§ **Entries provided**:
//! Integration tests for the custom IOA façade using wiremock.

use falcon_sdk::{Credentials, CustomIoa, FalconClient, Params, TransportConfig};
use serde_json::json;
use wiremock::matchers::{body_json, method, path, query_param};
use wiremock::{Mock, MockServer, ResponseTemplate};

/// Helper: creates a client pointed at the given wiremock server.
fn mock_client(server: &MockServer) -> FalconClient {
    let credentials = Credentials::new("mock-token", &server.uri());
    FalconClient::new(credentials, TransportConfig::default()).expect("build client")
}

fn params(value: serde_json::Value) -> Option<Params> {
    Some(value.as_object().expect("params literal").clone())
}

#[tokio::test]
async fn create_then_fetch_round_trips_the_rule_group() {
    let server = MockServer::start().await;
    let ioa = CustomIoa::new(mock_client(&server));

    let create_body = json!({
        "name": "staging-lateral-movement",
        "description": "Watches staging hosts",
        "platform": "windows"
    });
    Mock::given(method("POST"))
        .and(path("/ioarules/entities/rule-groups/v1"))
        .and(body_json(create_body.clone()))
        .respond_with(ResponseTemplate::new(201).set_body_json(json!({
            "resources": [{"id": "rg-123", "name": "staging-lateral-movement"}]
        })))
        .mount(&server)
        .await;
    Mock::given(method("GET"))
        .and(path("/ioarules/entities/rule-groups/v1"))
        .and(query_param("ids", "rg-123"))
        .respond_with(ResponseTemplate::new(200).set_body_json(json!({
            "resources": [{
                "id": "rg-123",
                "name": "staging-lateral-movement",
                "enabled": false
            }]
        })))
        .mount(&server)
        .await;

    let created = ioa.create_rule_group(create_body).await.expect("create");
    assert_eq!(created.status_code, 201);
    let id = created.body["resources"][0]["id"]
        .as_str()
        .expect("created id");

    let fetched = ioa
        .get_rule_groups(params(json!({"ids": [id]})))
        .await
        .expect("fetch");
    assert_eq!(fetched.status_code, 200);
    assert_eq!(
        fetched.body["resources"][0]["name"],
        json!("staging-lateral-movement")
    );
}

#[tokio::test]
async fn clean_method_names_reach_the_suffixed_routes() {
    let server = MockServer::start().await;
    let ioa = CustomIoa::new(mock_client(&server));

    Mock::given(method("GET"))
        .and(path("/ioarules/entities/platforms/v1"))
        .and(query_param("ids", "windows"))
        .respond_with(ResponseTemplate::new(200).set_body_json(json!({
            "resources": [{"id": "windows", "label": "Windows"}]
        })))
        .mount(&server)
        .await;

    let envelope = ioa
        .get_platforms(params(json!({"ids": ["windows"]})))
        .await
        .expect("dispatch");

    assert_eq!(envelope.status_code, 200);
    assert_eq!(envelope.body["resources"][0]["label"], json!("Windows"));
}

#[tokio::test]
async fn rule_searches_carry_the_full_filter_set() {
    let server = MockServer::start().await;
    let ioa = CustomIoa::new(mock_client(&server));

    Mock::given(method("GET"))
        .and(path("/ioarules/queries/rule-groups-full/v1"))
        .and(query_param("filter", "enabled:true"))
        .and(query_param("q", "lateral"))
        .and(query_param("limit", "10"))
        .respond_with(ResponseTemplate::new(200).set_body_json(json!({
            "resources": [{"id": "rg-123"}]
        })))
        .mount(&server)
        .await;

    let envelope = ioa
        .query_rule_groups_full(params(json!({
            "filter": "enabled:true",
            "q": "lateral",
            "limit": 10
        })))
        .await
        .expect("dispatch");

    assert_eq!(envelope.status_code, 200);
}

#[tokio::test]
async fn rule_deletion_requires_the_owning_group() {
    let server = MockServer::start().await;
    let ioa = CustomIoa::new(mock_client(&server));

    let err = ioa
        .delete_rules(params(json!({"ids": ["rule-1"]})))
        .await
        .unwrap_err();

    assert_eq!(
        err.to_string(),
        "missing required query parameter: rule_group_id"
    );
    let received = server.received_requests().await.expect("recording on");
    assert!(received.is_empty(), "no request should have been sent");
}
* * *
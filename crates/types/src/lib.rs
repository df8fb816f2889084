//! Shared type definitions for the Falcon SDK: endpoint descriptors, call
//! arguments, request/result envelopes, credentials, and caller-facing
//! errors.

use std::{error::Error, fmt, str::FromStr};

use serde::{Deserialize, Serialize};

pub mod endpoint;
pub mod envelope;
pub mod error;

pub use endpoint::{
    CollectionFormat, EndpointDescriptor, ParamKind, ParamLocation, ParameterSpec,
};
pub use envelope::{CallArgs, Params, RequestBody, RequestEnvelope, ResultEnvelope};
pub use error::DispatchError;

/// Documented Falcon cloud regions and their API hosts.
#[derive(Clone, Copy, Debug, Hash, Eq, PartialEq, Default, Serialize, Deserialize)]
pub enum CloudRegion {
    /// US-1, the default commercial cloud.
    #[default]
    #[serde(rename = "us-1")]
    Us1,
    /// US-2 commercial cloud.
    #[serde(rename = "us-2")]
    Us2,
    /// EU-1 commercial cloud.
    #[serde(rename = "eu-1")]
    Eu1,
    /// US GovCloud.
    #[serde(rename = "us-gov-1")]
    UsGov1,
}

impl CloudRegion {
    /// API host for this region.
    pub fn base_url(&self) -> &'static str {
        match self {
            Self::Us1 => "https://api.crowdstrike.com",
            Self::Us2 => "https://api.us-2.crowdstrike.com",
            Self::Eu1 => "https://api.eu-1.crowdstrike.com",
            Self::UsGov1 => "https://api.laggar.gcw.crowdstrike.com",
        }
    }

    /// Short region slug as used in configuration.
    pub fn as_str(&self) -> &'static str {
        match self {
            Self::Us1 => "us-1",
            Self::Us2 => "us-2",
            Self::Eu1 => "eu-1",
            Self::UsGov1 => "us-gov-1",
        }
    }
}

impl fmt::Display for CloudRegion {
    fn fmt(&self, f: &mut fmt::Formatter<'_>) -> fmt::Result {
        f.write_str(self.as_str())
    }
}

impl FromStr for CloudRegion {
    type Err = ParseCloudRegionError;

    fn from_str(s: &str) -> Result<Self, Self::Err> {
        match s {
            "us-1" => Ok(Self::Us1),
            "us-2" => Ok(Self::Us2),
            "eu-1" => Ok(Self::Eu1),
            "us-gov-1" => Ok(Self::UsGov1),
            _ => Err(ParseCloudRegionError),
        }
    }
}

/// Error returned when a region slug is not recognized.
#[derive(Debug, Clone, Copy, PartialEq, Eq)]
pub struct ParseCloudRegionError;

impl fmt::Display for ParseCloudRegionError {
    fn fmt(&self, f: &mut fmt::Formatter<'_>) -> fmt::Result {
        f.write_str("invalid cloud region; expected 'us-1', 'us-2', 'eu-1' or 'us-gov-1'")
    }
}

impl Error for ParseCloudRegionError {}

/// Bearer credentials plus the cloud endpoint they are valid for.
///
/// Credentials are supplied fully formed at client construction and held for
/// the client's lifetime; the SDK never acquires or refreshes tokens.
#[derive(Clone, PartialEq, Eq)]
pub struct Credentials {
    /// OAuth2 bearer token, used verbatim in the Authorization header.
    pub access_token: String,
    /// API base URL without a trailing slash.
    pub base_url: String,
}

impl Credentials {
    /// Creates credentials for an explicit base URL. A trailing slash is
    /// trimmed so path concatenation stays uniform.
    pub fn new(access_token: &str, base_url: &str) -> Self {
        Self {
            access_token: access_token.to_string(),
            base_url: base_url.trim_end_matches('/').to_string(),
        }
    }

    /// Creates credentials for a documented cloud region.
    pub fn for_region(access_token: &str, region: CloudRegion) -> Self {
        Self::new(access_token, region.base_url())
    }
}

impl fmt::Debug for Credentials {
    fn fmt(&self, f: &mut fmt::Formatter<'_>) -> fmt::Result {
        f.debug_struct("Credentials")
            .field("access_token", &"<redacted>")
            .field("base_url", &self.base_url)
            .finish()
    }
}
--
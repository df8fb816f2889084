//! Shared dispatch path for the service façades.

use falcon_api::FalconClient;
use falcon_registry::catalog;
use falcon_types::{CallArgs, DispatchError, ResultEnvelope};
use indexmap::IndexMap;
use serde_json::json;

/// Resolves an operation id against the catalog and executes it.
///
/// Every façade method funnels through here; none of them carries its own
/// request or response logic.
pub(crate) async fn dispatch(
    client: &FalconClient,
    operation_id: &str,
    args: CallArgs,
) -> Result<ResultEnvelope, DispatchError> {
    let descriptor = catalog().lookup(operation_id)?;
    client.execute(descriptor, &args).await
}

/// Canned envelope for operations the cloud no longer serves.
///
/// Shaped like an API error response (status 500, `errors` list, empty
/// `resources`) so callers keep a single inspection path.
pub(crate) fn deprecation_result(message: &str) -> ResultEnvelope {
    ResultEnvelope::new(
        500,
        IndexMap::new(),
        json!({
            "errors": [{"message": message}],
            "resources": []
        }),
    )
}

§ **Exercise instructions**: Only the lines above that hold "commercial" are wanted. Show every one of them.

§ **Task answer**:
    /// US-1, the default commercial cloud.
    /// US-2 commercial cloud.
    /// EU-1 commercial cloud.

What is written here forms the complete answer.